In World War II, over 16 million men and women served in United States Armed Forces, some 12% of the population of 133.4 million in 1945. Roughly one in eight people, in other words. If you assume that most of these men had two living parents and two siblings, and half were married, with half of the married men having 2 kids each (these are more or less pulled out of thin air, but see where I'm going with this) that would mean that another 80 million folks in the country had an immediate family member--son, brother, husband, or father--serving in the military.

That's 60% of the country. Total: 72%. Almost 3 out of 4.
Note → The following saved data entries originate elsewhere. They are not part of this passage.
impl FromStr for BuilderKind {
    type Err = CoreError;

    fn from_str(s: &str) -> Result<Self> {
        match s {
            "host" => Ok(Self::Host),
            "pack" => Ok(Self::Pack),
            "s2i" => Ok(Self::S2i),
            other => Err(CoreError::UnknownBuilder {
                builder: other.to_string(),
            }),
        }
    }
}

/// Whether a deploy should build first
#[derive(Debug, Clone, Copy, PartialEq, Eq)]
pub enum BuildMode {
    True,
    False,
    /// Build only when the artifact is missing or stale
    Auto,
}

impl fmt::Display for BuildMode {
    fn fmt(&self, f: &mut fmt::Formatter<'_>) -> fmt::Result {
        let s = match self {
            Self::True => "true",
            Self::False => "false",
            Self::Auto => "auto",
        };
        write!(f, "{}", s)
    }
}

impl FromStr for BuildMode {
    type Err = CoreError;

    fn from_str(s: &str) -> Result<Self> {
        if s.eq_ignore_ascii_case("auto") {
            return Ok(Self::Auto);
        }
        match parse_bool(s) {
            Some(true) => Ok(Self::True),
            Some(false) => Ok(Self::False),
            None => Err(CoreError::validation(format!(
                "invalid value for --build: {s:?}, expected true, false or auto"
            ))),
        }
    }
}

fn parse_bool(s: &str) -> Option<bool> {
    match s {
        "1" | "t" | "T" | "true" | "TRUE" | "True" => Some(true),
        "0" | "f" | "F" | "false" | "FALSE" | "False" => Some(false),
        _ => None,
    }
}

/// Check a namespace is a valid DNS-1123 label
pub fn validate_namespace(namespace: &str) -> Result<()> {
    if namespace.len() > MAX_NAMESPACE_LEN || !NAMESPACE.is_match(namespace) {
        return Err(CoreError::validation(format!(
            "namespace {namespace:?} is not valid, it must be a lowercase RFC 1123 label of at most {MAX_NAMESPACE_LEN} characters"
        )));
    }
    Ok(())
}

/// A resolved value and the layer it came from
#[derive(Debug, Clone, PartialEq, Eq)]
pub struct Resolved<T> {
    pub value: T,
    pub layer: ConfigLayer,
}

impl<T> Resolved<T> {
    pub fn new(value: T, layer: ConfigLayer) -> Self {
        Self { value, layer }
    }

    /// Set by an environment variable or flag in this invocation
    pub fn is_explicit(&self) -> bool {
        self.layer >= ConfigLayer::EnvironmentVariable
    }
}

/// Resolves settings across configuration layers for one invocation
#[derive(Debug, Clone)]
pub struct ConfigResolver {
    layers: BTreeMap<ConfigLayer, LayerValues>,
}

impl Default for ConfigResolver {
    fn default() -> Self {
        Self::new()
    }
}

impl ConfigResolver {
    /// A resolver holding only the static defaults
    pub fn new() -> Self {
        let mut layers = BTreeMap::new();
        layers.insert(ConfigLayer::StaticDefault, LayerValues::static_defaults());
        Self { layers }
    }

    /// Static defaults for `build`, where pushing is opt-in
    pub fn for_build() -> Self {
        Self::new().layer(
            ConfigLayer::StaticDefault,
            LayerValues::static_defaults().with(Setting::Push, "false"),
        )
    }

    /// Add or replace a layer
    pub fn layer(mut self, layer: ConfigLayer, values: LayerValues) -> Self {
        self.layers.insert(layer, values);
        self
    }

    /// Raw value from the topmost layer that sets `setting`.
    ///
    /// Empty strings resolve to `None` but keep their layer.
    pub fn resolve(&self, setting: Setting) -> Resolved<Option<String>> {
        for (layer, values) in self.layers.iter().rev() {
            if let Some(value) = values.get(setting) {
                let value = (!value.is_empty()).then(|| value.to_string());
                return Resolved::new(value, *layer);
            }
        }
        Resolved::new(None, ConfigLayer::StaticDefault)
    }

    /// The value and whether it was explicitly set in this invocation
    pub fn resolve_value(&self, setting: Setting) -> (Option<String>, bool) {
        let resolved = self.resolve(setting);
        let explicit = resolved.is_explicit();
        (resolved.value, explicit)
    }

    fn resolve_parsed<T: FromStr<Err = CoreError>>(
        &self,
        setting: Setting,
        default: T,
    ) -> Result<Resolved<T>> {
        let raw = self.resolve(setting);
        let value = match raw.value.as_deref() {
            Some(v) => v.parse()?,
            None => default,
        };
        Ok(Resolved::new(value, raw.layer))
    }

    fn resolve_bool(&self, setting: Setting, default: bool) -> Result<Resolved<bool>> {
        let raw = self.resolve(setting);
        let value = match raw.value.as_deref() {
            Some(v) => parse_bool(v).ok_or_else(|| {
                CoreError::validation(format!(
                    "invalid value for {}: {v:?}, expected true or false",
                    setting.flag()
                ))
            })?,
            None => default,
        };
        Ok(Resolved::new(value, raw.layer))
    }

    /// Validate and resolve every setting
    pub fn effective(&self) -> Result<EffectiveConfig> {
        let registry = self.resolve(Setting::Registry);
        if let Some(r) = registry.value.as_deref() {
            validate_registry(r)?;
        }
        let image = self.resolve(Setting::Image);
        if let Some(i) = image.value.as_deref() {
            ImageRef::parse(i)?;
        }
        let namespace = self.resolve(Setting::Namespace);
        if let Some(ns) = namespace.value.as_deref() {
            validate_namespace(ns)?;
        }

        let config = EffectiveConfig {
            registry,
            image,
            builder: self.resolve_parsed(Setting::Builder, BuilderKind::default())?,
            namespace,
            build: self.resolve_parsed(Setting::Build, BuildMode::Auto)?,
            push: self.resolve_bool(Setting::Push, true)?,
            remote: self.resolve_bool(Setting::Remote, false)?,
            git_url: self.resolve(Setting::GitUrl),
            git_branch: self.resolve(Setting::GitBranch),
            git_dir: self.resolve(Setting::GitDir),
            verbose: self.resolve_bool(Setting::Verbose, false)?,
        };
        debug!(
            registry = ?config.registry.value,
            image = ?config.image.value,
            builder = %config.builder.value,
            build = %config.build.value,
            push = config.push.value,
            remote = config.remote.value,
            "resolved configuration"
        );
        Ok(config)
    }
}

/// Fully resolved and validated settings for one invocation
#[derive(Debug, Clone, PartialEq, Eq)]
pub struct EffectiveConfig {
    pub registry: Resolved<Option<String>>,
    pub image: Resolved<Option<String>>,
    pub builder: Resolved<BuilderKind>,
    pub namespace: Resolved<Option<String>>,
    pub build: Resolved<BuildMode>,
    pub push: Resolved<bool>,
    pub remote: Resolved<bool>,
    pub git_url: Resolved<Option<String>>,
    pub git_branch: Resolved<Option<String>>,
    pub git_dir: Resolved<Option<String>>,
    pub verbose: Resolved<bool>,
}

impl EffectiveConfig {
    /// Record the settings that belong in the function descriptor.
    ///
    /// An explicit registry without an explicit image drops any persisted
    /// image override so the image is derived from the new registry.
    /// The namespace is left alone; it is settled by a successful deploy.
    pub fn apply_to(&self, f: &mut FunctionDescriptor) {
        f.registry = self.registry.value.clone();
        if self.image.is_explicit() {
            f.image = self.image.value.clone();
        } else if self.registry.is_explicit() {
            f.image = None;
        }
        f.build.builder = Some(self.builder.value.to_string());

        if self.git_url.is_explicit() {
            match self.git_url.value.as_deref().map(split_git_url) {
                Some((url, fragment)) => {
                    f.build.git.url = Some(url);
                    if fragment.is_some() && !self.git_branch.is_explicit() {
                        f.build.git.revision = fragment;
                    }
                }
                None => f.build.git.url = None,
            }
        }
        if self.git_branch.is_explicit() {
            f.build.git.revision = self.git_branch.value.clone();
        }
        if self.git_dir.is_explicit() {
            f.build.git.context_dir = self.git_dir.value.clone();
        }
    }
}
//! Build command - build and optionally push the function image

use std::collections::HashMap;
use std::path::Path;

use console::style;
use fnctl_core::{ConfigResolver, LayerValues};
use fnctl_deploy::{Executor, FileStore, FunctionStore, Report, local_collaborators};

use crate::commands::{environment, finish, function_root, interruptible, resolve};
use crate::error::Result;

pub async fn run(path: &Path, flags: LayerValues) -> Result<()> {
    let root = function_root(path)?;
    let executor = Executor::new(local_collaborators());
    let report = execute(&FileStore::new(), &executor, &root, &environment(), flags).await?;

    if let Some(image) = &report.built_image {
        println!(
            "{} Function built: {}",
            style("✓").green().bold(),
            style(image).cyan()
        );
    }
    if let Some(digest) = &report.digest {
        println!("{} Pushed {}", style("✓").green().bold(), digest);
    }
    Ok(())
}

/// Load, build and save the function at `root`
pub async fn execute(
    store: &dyn FunctionStore,
    executor: &Executor,
    root: &Path,
    env: &HashMap<String, String>,
    flags: LayerValues,
) -> Result<Report> {
    let mut f = store.load(root).await?;
    let config = resolve(ConfigResolver::for_build(), &f, env, flags)?;
    println!(
        "{} Building function {}",
        style("→").blue().bold(),
        style(&f.name).cyan()
    );
    let outcome = interruptible(executor.build(&mut f, &config)).await;
    finish(store, &f, outcome).await
}

#[cfg(test)]
mod tests {
    use super::*;
    use fnctl_core::{FunctionDescriptor, Setting};
    use fnctl_deploy::MemoryStore;
    use fnctl_deploy::mock::{MOCK_DIGEST, MockSet};

    fn env() -> HashMap<String, String> {
        HashMap::from([(
            "FUNC_CONFIG_FILE".to_string(),
            "/nonexistent/config.yaml".to_string(),
        )])
    }

    #[tokio::test]
    async fn test_build_does_not_push_by_default() {
        let store = MemoryStore::with_function(FunctionDescriptor::new("f", "/srv/f"));
        let mocks = MockSet::new();
        let executor = Executor::new(mocks.collaborators());
        let flags = LayerValues::new().with(Setting::Registry, "alice");

        let report = execute(&store, &executor, Path::new("/srv/f"), &env(), flags)
            .await
            .unwrap();

        assert_eq!(mocks.calls(), vec!["build"]);
        assert_eq!(report.digest, None);
        let saved = store.get(Path::new("/srv/f")).unwrap();
        assert_eq!(saved.build.image.as_deref(), Some("docker.io/alice/f:latest"));
    }

    #[tokio::test]
    async fn test_build_records_image() {
        let store = MemoryStore::with_function(FunctionDescriptor::new("f", "/srv/f"));
        let mocks = MockSet::new();
        let executor = Executor::new(mocks.collaborators());
        let flags = LayerValues::new()
            .with(Setting::Registry, "alice")
            .with(Setting::Push, "true");

        let report = execute(&store, &executor, Path::new("/srv/f"), &env(), flags)
            .await
            .unwrap();

        assert_eq!(mocks.calls(), vec!["build", "push"]);
        assert_eq!(report.digest.as_deref(), Some(MOCK_DIGEST));
        let saved = store.get(Path::new("/srv/f")).unwrap();
        assert_eq!(saved.build.image.as_deref(), Some("docker.io/alice/f:latest"));
        assert_eq!(saved.registry.as_deref(), Some("alice"));
        assert_eq!(saved.deploy.image, None);
    }

    #[tokio::test]
    async fn test_build_without_registry_saves_nothing() {
        let store = MemoryStore::with_function(FunctionDescriptor::new("f", "/srv/f"));
        let executor = Executor::new(MockSet::new().collaborators());

        let err = execute(&store, &executor, Path::new("/srv/f"), &env(), LayerValues::new())
            .await
            .unwrap_err();

        assert_eq!(err.exit_code(), crate::exit_codes::VALIDATION_ERROR);
        assert_eq!(store.operation_counts().saves, 0);
    }
}
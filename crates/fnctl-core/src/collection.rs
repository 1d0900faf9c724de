//! Merging of named collections (envs, labels, volumes)
//!
//! Entries are keyed by an optional name. Updates replace the value of every
//! entry with a matching name, or append a new entry at the end in the order
//! the updates were given. Removals drop the first entry with a matching name.
//! Anonymous entries are never touched by updates or removals.

use indexmap::IndexMap;

use crate::error::{CoreError, Result};

/// An element of a mergeable collection
pub trait MergeEntry: Sized {
    /// The value an update assigns to an entry
    type Value: Clone;

    /// Human readable collection name used in errors ("env", "label", ...)
    const KIND: &'static str;

    /// The key used to match updates and removals
    fn entry_name(&self) -> Option<&str>;

    fn assign(&mut self, value: Self::Value);

    /// Build a new named entry for an unmatched update
    fn named(name: &str, value: Self::Value) -> Self;

    /// Validate the whole collection, returning one message per problem
    fn validate(entries: &[Self]) -> Vec<String>;
}

/// Apply updates then removals to `entries` and validate the result.
///
/// All validation problems are reported together.
pub fn merge<T: MergeEntry>(
    mut entries: Vec<T>,
    updates: &IndexMap<String, T::Value>,
    removals: &[String],
) -> Result<Vec<T>> {
    for (name, value) in updates {
        let mut matched = false;
        for entry in entries.iter_mut() {
            if entry.entry_name() == Some(name.as_str()) {
                entry.assign(value.clone());
                matched = true;
            }
        }
        if !matched {
            entries.push(T::named(name, value.clone()));
        }
    }

    for name in removals {
        if let Some(index) = entries
            .iter()
            .position(|e| e.entry_name() == Some(name.as_str()))
        {
            entries.remove(index);
        }
    }

    let errors = T::validate(&entries);
    if errors.is_empty() {
        Ok(entries)
    } else {
        Err(CoreError::InvalidEntries {
            subject: format!("{} configuration", T::KIND),
            errors,
        })
    }
}

/// Parsed command line changes for one collection
#[derive(Debug, Clone)]
pub struct ChangeSet<T: MergeEntry> {
    /// Anonymous entries, appended before the merge
    pub additions: Vec<T>,
    pub updates: IndexMap<String, T::Value>,
    pub removals: Vec<String>,
}

impl<T: MergeEntry> Default for ChangeSet<T> {
    fn default() -> Self {
        Self {
            additions: Vec::new(),
            updates: IndexMap::new(),
            removals: Vec::new(),
        }
    }
}

impl<T: MergeEntry> ChangeSet<T> {
    pub fn is_empty(&self) -> bool {
        self.additions.is_empty() && self.updates.is_empty() && self.removals.is_empty()
    }

    /// Apply these changes to an existing collection
    pub fn apply(&self, mut entries: Vec<T>) -> Result<Vec<T>>
    where
        T: Clone,
    {
        entries.extend(self.additions.iter().cloned());
        merge(entries, &self.updates, &self.removals)
    }
}

#[cfg(test)]
mod tests {
    use super::*;

    #[derive(Debug, Clone, PartialEq)]
    struct Pair {
        name: Option<String>,
        value: String,
    }

    impl Pair {
        fn new(name: Option<&str>, value: &str) -> Self {
            Self {
                name: name.map(str::to_string),
                value: value.to_string(),
            }
        }
    }

    impl MergeEntry for Pair {
        type Value = String;
        const KIND: &'static str = "pair";

        fn entry_name(&self) -> Option<&str> {
            self.name.as_deref()
        }

        fn assign(&mut self, value: String) {
            self.value = value;
        }

        fn named(name: &str, value: String) -> Self {
            Self::new(Some(name), &value)
        }

        fn validate(entries: &[Self]) -> Vec<String> {
            entries
                .iter()
                .enumerate()
                .filter(|(_, e)| e.value == "bad")
                .map(|(i, _)| format!("pair entry #{i} is bad"))
                .collect()
        }
    }

    fn updates(pairs: &[(&str, &str)]) -> IndexMap<String, String> {
        pairs
            .iter()
            .map(|(k, v)| (k.to_string(), v.to_string()))
            .collect()
    }

    #[test]
    fn test_merge_updates_in_place_and_appends_in_order() {
        let entries = vec![Pair::new(Some("A"), "1"), Pair::new(Some("B"), "2")];
        let merged = merge(
            entries,
            &updates(&[("Z", "26"), ("A", "10"), ("C", "3")]),
            &[],
        )
        .unwrap();

        assert_eq!(
            merged,
            vec![
                Pair::new(Some("A"), "10"),
                Pair::new(Some("B"), "2"),
                Pair::new(Some("Z"), "26"),
                Pair::new(Some("C"), "3"),
            ]
        );
    }

    #[test]
    fn test_empty_change_keeps_entries_and_order() {
        let entries = vec![
            Pair::new(Some("C"), "3"),
            Pair::new(None, "{{ configMap:settings }}"),
            Pair::new(Some("A"), "1"),
            Pair::new(Some("B"), "2"),
        ];
        let merged = merge(entries.clone(), &IndexMap::new(), &[]).unwrap();
        assert_eq!(merged, entries);
    }

    #[test]
    fn test_merge_updates_every_duplicate() {
        let entries = vec![Pair::new(Some("A"), "1"), Pair::new(Some("A"), "2")];
        let merged = merge(entries, &updates(&[("A", "x")]), &[]).unwrap();
        assert!(merged.iter().all(|p| p.value == "x"));
        assert_eq!(merged.len(), 2);
    }

    #[test]
    fn test_merge_removes_first_match_only() {
        let entries = vec![
            Pair::new(Some("A"), "1"),
            Pair::new(Some("B"), "2"),
            Pair::new(Some("A"), "3"),
        ];
        let merged = merge(entries, &IndexMap::new(), &["A".to_string()]).unwrap();
        assert_eq!(
            merged,
            vec![Pair::new(Some("B"), "2"), Pair::new(Some("A"), "3")]
        );
    }

    #[test]
    fn test_merge_removal_of_missing_name_is_noop() {
        let entries = vec![Pair::new(Some("A"), "1")];
        let merged = merge(entries.clone(), &IndexMap::new(), &["Q".to_string()]).unwrap();
        assert_eq!(merged, entries);
    }

    #[test]
    fn test_merge_leaves_anonymous_entries_alone() {
        let entries = vec![Pair::new(None, "anon"), Pair::new(Some("A"), "1")];
        let merged = merge(entries, &updates(&[("A", "2")]), &["A".to_string()]).unwrap();
        assert_eq!(merged, vec![Pair::new(None, "anon")]);
    }

    #[test]
    fn test_merge_reports_all_errors() {
        let entries = vec![Pair::new(Some("A"), "bad")];
        let err = merge(entries, &updates(&[("B", "bad")]), &[]).unwrap_err();
        match err {
            CoreError::InvalidEntries { subject, errors } => {
                assert_eq!(subject, "pair configuration");
                assert_eq!(errors.len(), 2);
            }
            other => panic!("unexpected error: {other}"),
        }
    }
}
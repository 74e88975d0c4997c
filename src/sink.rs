// Artifact sinks
//
// Where emitted source artifacts go. Sinks are shared between compiling
// units, so `write` takes `&self` and synchronises internally.

use std::collections::BTreeMap;
use std::fs;
use std::path::{Path, PathBuf};

use anyhow::{Context, Result};
use parking_lot::Mutex;

use crate::config::OutputConfig;

pub trait ArtifactSink: Send + Sync {
    /// Store `contents` under `key` (a generated type name).
    fn write(&self, key: &str, contents: &str) -> Result<()>;
}

/// Keeps artifacts in memory. Used by tests and by hosts that compile the
/// generated code themselves.
#[derive(Debug, Default)]
pub struct MemorySink {
    artifacts: Mutex<BTreeMap<String, String>>,
}

impl MemorySink {
    pub fn new() -> Self {
        Self::default()
    }

    pub fn get(&self, key: &str) -> Option<String> {
        self.artifacts.lock().get(key).cloned()
    }

    pub fn keys(&self) -> Vec<String> {
        self.artifacts.lock().keys().cloned().collect()
    }

    pub fn len(&self) -> usize {
        self.artifacts.lock().len()
    }

    pub fn is_empty(&self) -> bool {
        self.len() == 0
    }

    /// All artifacts, ordered by key.
    pub fn snapshot(&self) -> BTreeMap<String, String> {
        self.artifacts.lock().clone()
    }
}

impl ArtifactSink for MemorySink {
    fn write(&self, key: &str, contents: &str) -> Result<()> {
        self.artifacts
            .lock()
            .insert(key.to_string(), contents.to_string());
        Ok(())
    }
}

/// Writes `<directory>/<key>.<extension>`. Files whose contents are already
/// identical are left alone so build tools do not see a change.
#[derive(Debug, Clone)]
pub struct DirectorySink {
    directory: PathBuf,
    extension: String,
}

impl DirectorySink {
    pub fn new(directory: impl Into<PathBuf>, extension: impl Into<String>) -> Self {
        Self {
            directory: directory.into(),
            extension: extension.into(),
        }
    }

    pub fn from_config(config: &OutputConfig) -> Self {
        Self::new(&config.directory, &config.extension)
    }

    pub fn directory(&self) -> &Path {
        &self.directory
    }

    pub fn path_for(&self, key: &str) -> PathBuf {
        self.directory.join(format!("{}.{}", key, self.extension))
    }
}

impl ArtifactSink for DirectorySink {
    fn write(&self, key: &str, contents: &str) -> Result<()> {
        let path = self.path_for(key);

        if let Ok(existing) = fs::read_to_string(&path) {
            if existing == contents {
                log::debug!("Unchanged artifact: {}", path.display());
                return Ok(());
            }
        }

        fs::create_dir_all(&self.directory)
            .with_context(|| format!("Failed to create output directory: {}", self.directory.display()))?;
        fs::write(&path, contents)
            .with_context(|| format!("Failed to write artifact: {}", path.display()))?;
        log::info!("Wrote {}", path.display());
        Ok(())
    }
}

#[cfg(test)]
mod tests {
    use super::*;

    fn temp_dir(name: &str) -> PathBuf {
        std::env::temp_dir().join(format!("shader-layout-{}-{}", name, std::process::id()))
    }

    #[test]
    fn test_memory_sink_overwrites() {
        let sink = MemorySink::new();
        sink.write("Light", "a").unwrap();
        sink.write("Light", "b").unwrap();
        assert_eq!(sink.get("Light").as_deref(), Some("b"));
        assert_eq!(sink.keys(), ["Light"]);
    }

    #[test]
    fn test_directory_sink_skips_identical_contents() {
        let dir = temp_dir("sink");
        let sink = DirectorySink::new(&dir, "rs");
        let path = sink.path_for("Light");

        sink.write("Light", "pub struct Light;").unwrap();
        let first = fs::metadata(&path).unwrap().modified().unwrap();
        std::thread::sleep(std::time::Duration::from_millis(20));
        sink.write("Light", "pub struct Light;").unwrap();
        assert_eq!(fs::metadata(&path).unwrap().modified().unwrap(), first);

        sink.write("Light", "pub struct Light(u32);").unwrap();
        assert_eq!(fs::read_to_string(&path).unwrap(), "pub struct Light(u32);");

        let _ = fs::remove_dir_all(&dir);
    }
}
#[cfg(test)]
mod tests {
    use super::*;
    use crate::bindings::BindingPointPool;
    use crate::compiler::pipeline::{CompilationUnit, ShaderCompiler};
    use crate::config::CompilerConfig;
    use crate::sink::MemorySink;

    fn emit(source: &str) -> MemorySink {
        let compiler = ShaderCompiler::new(CompilerConfig::default());
        let sink = MemorySink::new();
        compiler
            .compile(&CompilationUnit::new("scene.glsl", source), &mut BindingPointPool::default(), &sink)
            .unwrap();
        sink
    }

    #[test]
    fn test_naming() {
        assert_eq!(to_snake_case("lightColor"), "light_color");
        assert_eq!(to_snake_case("HDRScale"), "hdr_scale");
        assert_eq!(to_snake_case("u_MVP"), "u_mvp");
        assert_eq!(to_pascal_case("scene_lit"), "SceneLit");
        assert_eq!(to_pascal_case("shadowMap"), "ShadowMap");
        assert_eq!(rust_ident("type"), "type_");
    }

    #[test]
    fn test_sequential_layout_has_no_padding_fields() {
        let sink = emit("struct Packed { vec3 a; float b; vec4 c; };");
        let source = sink.get("Packed").unwrap();
        assert!(source.contains("pub struct PackedData {"));
        assert!(!source.contains("_pad"));
        assert!(source.contains("const _: () = assert!(core::mem::size_of::<PackedData>() == 32);"));
        assert!(source.contains("const _: () = assert!(core::mem::offset_of!(PackedData, b) == 12);"));
    }

    #[test]
    fn test_gaps_become_explicit_padding() {
        let sink = emit("struct Gappy { float a; vec4 b; float weights[2]; };");
        let source = sink.get("Gappy").unwrap();
        assert!(source.contains("pub __pad0: [u8; 12],"));
        assert!(source.contains("pub struct GappyWeightsElement {"));
        assert!(source.contains("pub weights: [GappyWeightsElement; 2],"));
        assert!(source.contains("return Err(Self::out_of_range(\"weights\", index, 2));"));
        assert!(source.contains("pub fn set_b(&mut self, value: [f32; 4]) {"));
    }

    #[test]
    fn test_nested_children_are_owned_wrappers() {
        let sink = emit(
            "struct Light { vec3 color; float range; };\n\
             struct Rig { Light key; Light fills[2]; };",
        );
        let source = sink.get("Rig").unwrap();
        assert!(source.contains("key: Light,"));
        assert!(source.contains("fills: [Light; 2],"));
        assert!(source.contains("fills: std::array::from_fn(|_| Light::new()),"));
        assert!(source.contains("data.key = self.key.data();"));
        assert!(source.contains(
            "self.__dirty.iter().any(|dirty| *dirty) || shader_layout::DirtyState::is_dirty(&self.key) \
             || shader_layout::DirtyState::is_dirty(&self.fills)"
        ));
        assert!(source.contains("__dirty: [bool; 0],"));
    }

    #[test]
    fn test_free_uniforms_gate_on_location() {
        let sink = emit(
            "layout(location = 0) uniform mat4 model;\n\
             layout(binding = 2) uniform sampler2D albedo;",
        );
        let source = sink.get("SceneUniforms").unwrap();
        assert!(source.contains("__locations: [Some(0), None],"));
        assert!(source.contains("if self.__locations[1].is_none() {"));
        assert!(source.contains(
            "registrar.register_handle(\"albedo\", Some(shader_layout::TextureTarget::Texture2D), 2, handle);"
        ));
        assert!(source.contains("data.albedo = 2;"));
    }

    #[test]
    fn test_colliding_names_get_distinct_idents() {
        let sink = emit(
            "struct Inner { float x; };\n\
             struct Outer { Inner data; float dirty; vec3 lightColor; float light_color; float __locations; };",
        );
        let source = sink.get("Outer").unwrap();
        assert!(source.contains("__data: OuterData,"));
        assert!(source.contains("data_field: Inner,"));
        assert!(source.contains("pub fn data_field_mut(&mut self) -> &mut Inner {"));
        assert!(source.contains("pub dirty: f32,"));
        assert!(source.contains("pub light_color: [f32; 3],"));
        assert!(source.contains("pub light_color_2: f32,"));
        assert!(source.contains("pub field_locations: f32,"));
        assert_eq!(source.matches("pub fn set_light_color(").count(), 1);
        assert_eq!(source.matches("pub fn set_light_color_2(").count(), 1);

        let sink = emit("struct Setters { float x; float set_x; };");
        let source = sink.get("Setters").unwrap();
        assert!(source.contains("pub fn set_x(&mut self, value: f32) {"));
        assert!(source.contains("pub fn set_x_2(&self) -> f32 {"));
    }

    #[test]
    fn test_bool_arrays_use_bool_accessors() {
        let sink = emit("struct Flags { bool on; bool lanes[3]; };");
        let source = sink.get("Flags").unwrap();
        assert!(source.contains("pub fn on(&self) -> bool {"));
        assert!(source.contains("pub fn lanes(&self, index: usize) -> Result<bool, shader_layout::AccessError> {"));
        assert!(source.contains("Ok(self.__data.lanes[index].value != 0)"));
        assert!(source.contains("pub fn set_lanes(&mut self, index: usize, value: bool)"));
        assert!(source.contains("self.__data.lanes[index].value = u32::from(value);"));
        assert!(source.contains("self.__dirty[1 + index] = true;"));
    }

    #[test]
    fn test_struct_samplers_take_units_from_their_owner() {
        let sink = emit(
            "struct Material { float gloss; sampler2D albedo; sampler2D detail[2]; };\n\
             uniform sampler2D shadow;\n\
             uniform Material materials[2];",
        );
        let material = sink.get("Material").unwrap();
        assert!(material.contains("__first_unit: Option<u32>,"));
        assert!(material.contains("self.__data.albedo = first as i32;"));
        assert!(material.contains("element.value = (first + 1 + i as u32) as i32;"));
        assert!(material.contains(
            "registrar.register_handle(\"detail\", Some(shader_layout::TextureTarget::Texture2D), first + 1 + index as u32, handle);"
        ));

        let uniforms = sink.get("SceneUniforms").unwrap();
        assert!(uniforms.contains("let mut this = Self {"));
        assert!(uniforms.contains("child.bind_texture_units(1 + i as u32 * 3);"));
    }

    #[test]
    fn test_dirty_fields_report_paths_and_offsets() {
        let sink = emit(
            "struct Light { vec3 color; float range; };\n\
             layout(location = 2) uniform float weights[2];\n\
             uniform Light sun;",
        );
        let uniforms = sink.get("SceneUniforms").unwrap();
        assert!(uniforms.contains("path: format!(\"{}weights[{}]\", prefix, index),"));
        assert!(uniforms.contains("offset: base + index as u32 * 16,"));
        assert!(uniforms.contains("location: self.__locations[0].map(|location| location + index as u32),"));
        assert!(uniforms.contains("self.sun.collect_dirty_fields(&format!(\"{}sun.\", prefix), base + 32, set);"));

        let light = sink.get("Light").unwrap();
        assert!(light.contains("path: format!(\"{}range\", prefix),"));
        assert!(light.contains("offset: base + 12,"));
        assert!(light.contains("if self.__dirty[1] {"));
    }

    #[test]
    fn test_output_is_deterministic() {
        let source = "struct A { vec2 uv; mat3 basis; };";
        assert_eq!(emit(source).snapshot(), emit(source).snapshot());
    }
}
Most families were larger than they are today. The average age of the WWII infantrymen (a young man's branch if there ever was one) was 26--well past the normal age to marry in the 1940s. My numbers are probably low-balled.

Damn near everyone in the country had a stake. Everyone was at war. No one could sit one their couch and watch the war in living color as if it were a reality show. And anyone who did take the inexcusably stupid attitude that the war didn't matter was, sooner or later confronted by reality in the form of a living, breathing fellow American who had gone and put their life on the line. 418,000 died, a bit more than 671,000 were injured in lesser or greater ways. That's nearly 1% of the nation's population.

Today, your average civilian does have that luxury. Most people in this country don't even KNOW a single Soldier--and reading his blog on the internet doesn't count.

So, when confronted by a Soldier making strong arguments, it makes them uncomfortable. It makes them squirm. Due simply to our rarity and the perception of Soldiers created by the media, a Soldier that does not conform to the stereotypes is something people no longer have experience dealing with.

Good. Something should make them uncomfortable. I've stood around upended rifles with dog tags on them one too many times to give a flying fuck about some civilian's FEELINGS.

One of the problems that this disconnect between American society--liberal, conservative, it doesn't really matter--and our Armed Forces creates is that we have fundamentally different views of the nature of reality. In the Army, we have standards. Pass/Fail standards. You don't get extra points for effort--if you fail, you fail. You succeed at a mission or you don't. You meet the standard, or you don't. You are right, or you aren't.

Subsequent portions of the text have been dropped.